There are three pairs of colours, and they stay faithful to each other throughout: Pair A and Pair B for the lozenges, and Pair C for the peeries. But there’s more:

1       Pair A and Pair B keep changing places with each other. If one row of lozenges is striped A.B,A,B,A the next one will be B,A,B,A,B.

2       And furthermore, the “X”’s have the light colours of each pair as the pattern colour, while the lozenges, beside them in the same row, have the dark colours as pattern.

I look forward, as I’ve said, to seeing how all this will work with my colours.

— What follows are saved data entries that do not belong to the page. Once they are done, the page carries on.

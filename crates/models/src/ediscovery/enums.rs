//! Wire enums of the `microsoft.graph.ediscovery` namespace.

use graphbeta_serialization::{SerializationError, WireEnum};

/// Kind of work a case operation performs.
#[derive(Debug, Clone, Copy, Default, PartialEq, Eq)]
pub enum CaseAction {
    #[default]
    ContentExport,
    ApplyTags,
    ConvertToPdf,
    Index,
    EstimateStatistics,
    AddToReviewSet,
    HoldUpdate,
    UnknownFutureValue,
}

impl WireEnum for CaseAction {
    const FAMILY: &'static str = "caseAction";
    const VALUES: &'static [Self] = &[
        Self::ContentExport,
        Self::ApplyTags,
        Self::ConvertToPdf,
        Self::Index,
        Self::EstimateStatistics,
        Self::AddToReviewSet,
        Self::HoldUpdate,
        Self::UnknownFutureValue,
    ];

    fn as_str(self) -> &'static str {
        match self {
            Self::ContentExport => "contentExport",
            Self::ApplyTags => "applyTags",
            Self::ConvertToPdf => "convertToPdf",
            Self::Index => "index",
            Self::EstimateStatistics => "estimateStatistics",
            Self::AddToReviewSet => "addToReviewSet",
            Self::HoldUpdate => "holdUpdate",
            Self::UnknownFutureValue => "unknownFutureValue",
        }
    }

    fn parse(value: &str) -> Result<Self, SerializationError> {
        Ok(match value {
            "contentExport" => Self::ContentExport,
            "applyTags" => Self::ApplyTags,
            "convertToPdf" => Self::ConvertToPdf,
            "index" => Self::Index,
            "estimateStatistics" => Self::EstimateStatistics,
            "addToReviewSet" => Self::AddToReviewSet,
            "holdUpdate" => Self::HoldUpdate,
            "unknownFutureValue" => Self::UnknownFutureValue,
            other => return Err(SerializationError::unknown_enum(other, Self::FAMILY)),
        })
    }
}

/// Progress state of a case operation.
#[derive(Debug, Clone, Copy, Default, PartialEq, Eq)]
pub enum CaseOperationStatus {
    #[default]
    NotStarted,
    SubmissionFailed,
    Running,
    Succeeded,
    PartiallySucceeded,
    Failed,
}

impl WireEnum for CaseOperationStatus {
    const FAMILY: &'static str = "caseOperationStatus";
    const VALUES: &'static [Self] = &[
        Self::NotStarted,
        Self::SubmissionFailed,
        Self::Running,
        Self::Succeeded,
        Self::PartiallySucceeded,
        Self::Failed,
    ];

    fn as_str(self) -> &'static str {
        match self {
            Self::NotStarted => "notStarted",
            Self::SubmissionFailed => "submissionFailed",
            Self::Running => "running",
            Self::Succeeded => "succeeded",
            Self::PartiallySucceeded => "partiallySucceeded",
            Self::Failed => "failed",
        }
    }

    fn parse(value: &str) -> Result<Self, SerializationError> {
        Ok(match value {
            "notStarted" => Self::NotStarted,
            "submissionFailed" => Self::SubmissionFailed,
            "running" => Self::Running,
            "succeeded" => Self::Succeeded,
            "partiallySucceeded" => Self::PartiallySucceeded,
            "failed" => Self::Failed,
            other => return Err(SerializationError::unknown_enum(other, Self::FAMILY)),
        })
    }
}

/// Lifecycle state of a data source container.
#[derive(Debug, Clone, Copy, Default, PartialEq, Eq)]
pub enum DataSourceContainerStatus {
    #[default]
    Active,
    Released,
    UnknownFutureValue,
}

impl WireEnum for DataSourceContainerStatus {
    const FAMILY: &'static str = "dataSourceContainerStatus";
    const VALUES: &'static [Self] =
        &[Self::Active, Self::Released, Self::UnknownFutureValue];

    fn as_str(self) -> &'static str {
        match self {
            Self::Active => "active",
            Self::Released => "released",
            Self::UnknownFutureValue => "unknownFutureValue",
        }
    }

    fn parse(value: &str) -> Result<Self, SerializationError> {
        Ok(match value {
            "active" => Self::Active,
            "released" => Self::Released,
            "unknownFutureValue" => Self::UnknownFutureValue,
            other => return Err(SerializationError::unknown_enum(other, Self::FAMILY)),
        })
    }
}

/// Hold state of a data source.
#[derive(Debug, Clone, Copy, Default, PartialEq, Eq)]
pub enum DataSourceHoldStatus {
    #[default]
    NotApplied,
    Applied,
    Applying,
    Removing,
    Partial,
}

impl WireEnum for DataSourceHoldStatus {
    const FAMILY: &'static str = "dataSourceHoldStatus";
    const VALUES: &'static [Self] = &[
        Self::NotApplied,
        Self::Applied,
        Self::Applying,
        Self::Removing,
        Self::Partial,
    ];

    fn as_str(self) -> &'static str {
        match self {
            Self::NotApplied => "notApplied",
            Self::Applied => "applied",
            Self::Applying => "applying",
            Self::Removing => "removing",
            Self::Partial => "partial",
        }
    }

    fn parse(value: &str) -> Result<Self, SerializationError> {
        Ok(match value {
            "notApplied" => Self::NotApplied,
            "applied" => Self::Applied,
            "applying" => Self::Applying,
            "removing" => Self::Removing,
            "partial" => Self::Partial,
            other => return Err(SerializationError::unknown_enum(other, Self::FAMILY)),
        })
    }
}

/// Workload-wide scopes a collection can span.
#[derive(Debug, Clone, Copy, Default, PartialEq, Eq)]
pub enum DataSourceScopes {
    #[default]
    None,
    AllTenantMailboxes,
    AllTenantSites,
    AllCaseCustodians,
    AllCaseNoncustodialDataSources,
}

impl WireEnum for DataSourceScopes {
    const FAMILY: &'static str = "dataSourceScopes";
    const VALUES: &'static [Self] = &[
        Self::None,
        Self::AllTenantMailboxes,
        Self::AllTenantSites,
        Self::AllCaseCustodians,
        Self::AllCaseNoncustodialDataSources,
    ];

    fn as_str(self) -> &'static str {
        match self {
            Self::None => "none",
            Self::AllTenantMailboxes => "allTenantMailboxes",
            Self::AllTenantSites => "allTenantSites",
            Self::AllCaseCustodians => "allCaseCustodians",
            Self::AllCaseNoncustodialDataSources => "allCaseNoncustodialDataSources",
        }
    }

    fn parse(value: &str) -> Result<Self, SerializationError> {
        Ok(match value {
            "none" => Self::None,
            "allTenantMailboxes" => Self::AllTenantMailboxes,
            "allTenantSites" => Self::AllTenantSites,
            "allCaseCustodians" => Self::AllCaseCustodians,
            "allCaseNoncustodialDataSources" => Self::AllCaseNoncustodialDataSources,
            other => return Err(SerializationError::unknown_enum(other, Self::FAMILY)),
        })
    }
}

/// Workload a user source includes.
#[derive(Debug, Clone, Copy, Default, PartialEq, Eq)]
pub enum SourceType {
    #[default]
    Mailbox,
    Site,
}

impl WireEnum for SourceType {
    const FAMILY: &'static str = "sourceType";
    const VALUES: &'static [Self] = &[Self::Mailbox, Self::Site];

    fn as_str(self) -> &'static str {
        match self {
            Self::Mailbox => "mailbox",
            Self::Site => "site",
        }
    }

    fn parse(value: &str) -> Result<Self, SerializationError> {
        Ok(match value {
            "mailbox" => Self::Mailbox,
            "site" => Self::Site,
            other => return Err(SerializationError::unknown_enum(other, Self::FAMILY)),
        })
    }
}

It occurred to me last night that I can attempt some corrugated ribbing one day soon for my weekend stint on the swatch-sweater. Since it’s not meant to pull in, it won’t interrupt the flow of things. The point of the experiment in that case will be to see whether I can stand knitting it.

5 comments:

  1. If you have to go to the dentist, a lunch with your family is a great consolation. And Hellie looks great!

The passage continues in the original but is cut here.